▶ [Exercise aim]
Each line of the data below holding the word "users" must be copied.

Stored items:
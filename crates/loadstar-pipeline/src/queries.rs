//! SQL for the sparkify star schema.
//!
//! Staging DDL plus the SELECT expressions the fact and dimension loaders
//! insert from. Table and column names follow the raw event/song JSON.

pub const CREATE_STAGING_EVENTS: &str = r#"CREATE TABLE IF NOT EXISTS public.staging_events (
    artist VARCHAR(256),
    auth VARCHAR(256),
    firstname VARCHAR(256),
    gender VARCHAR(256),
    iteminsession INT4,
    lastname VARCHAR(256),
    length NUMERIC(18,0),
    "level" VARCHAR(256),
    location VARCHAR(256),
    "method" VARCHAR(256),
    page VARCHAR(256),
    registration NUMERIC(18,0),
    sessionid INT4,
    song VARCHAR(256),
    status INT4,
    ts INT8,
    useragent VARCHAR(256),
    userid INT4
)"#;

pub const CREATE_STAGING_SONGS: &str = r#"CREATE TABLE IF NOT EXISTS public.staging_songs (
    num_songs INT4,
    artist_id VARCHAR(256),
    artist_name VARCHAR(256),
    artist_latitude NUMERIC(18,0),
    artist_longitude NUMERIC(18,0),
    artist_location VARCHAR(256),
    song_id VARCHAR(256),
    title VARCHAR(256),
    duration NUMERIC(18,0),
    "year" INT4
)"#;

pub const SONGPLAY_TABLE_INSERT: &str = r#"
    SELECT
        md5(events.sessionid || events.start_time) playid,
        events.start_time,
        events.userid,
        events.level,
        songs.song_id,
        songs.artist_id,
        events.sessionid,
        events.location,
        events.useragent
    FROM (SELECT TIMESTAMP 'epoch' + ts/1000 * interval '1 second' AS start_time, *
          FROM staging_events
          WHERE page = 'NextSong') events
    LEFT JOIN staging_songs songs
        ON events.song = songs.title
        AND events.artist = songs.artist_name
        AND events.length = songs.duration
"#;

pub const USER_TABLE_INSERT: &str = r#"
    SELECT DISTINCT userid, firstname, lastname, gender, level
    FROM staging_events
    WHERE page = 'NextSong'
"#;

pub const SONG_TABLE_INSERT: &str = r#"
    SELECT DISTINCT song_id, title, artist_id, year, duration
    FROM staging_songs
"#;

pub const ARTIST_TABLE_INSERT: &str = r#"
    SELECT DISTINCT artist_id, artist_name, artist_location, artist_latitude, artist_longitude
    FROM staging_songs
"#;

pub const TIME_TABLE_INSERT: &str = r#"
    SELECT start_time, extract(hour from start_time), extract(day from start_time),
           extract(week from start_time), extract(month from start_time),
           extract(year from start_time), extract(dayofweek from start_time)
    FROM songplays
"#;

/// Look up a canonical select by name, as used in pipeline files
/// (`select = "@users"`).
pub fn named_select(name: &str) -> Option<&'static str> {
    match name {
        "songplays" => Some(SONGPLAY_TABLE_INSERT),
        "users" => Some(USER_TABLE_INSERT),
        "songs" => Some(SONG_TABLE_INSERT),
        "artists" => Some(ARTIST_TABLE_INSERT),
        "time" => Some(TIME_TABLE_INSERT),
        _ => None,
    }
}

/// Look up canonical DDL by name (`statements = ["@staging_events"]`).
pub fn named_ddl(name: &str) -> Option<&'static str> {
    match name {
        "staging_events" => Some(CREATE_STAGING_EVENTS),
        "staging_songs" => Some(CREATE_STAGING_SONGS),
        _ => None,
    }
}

▶ [Output for this task]
/// (`select = "@users"`).
        "users" => Some(USER_TABLE_INSERT),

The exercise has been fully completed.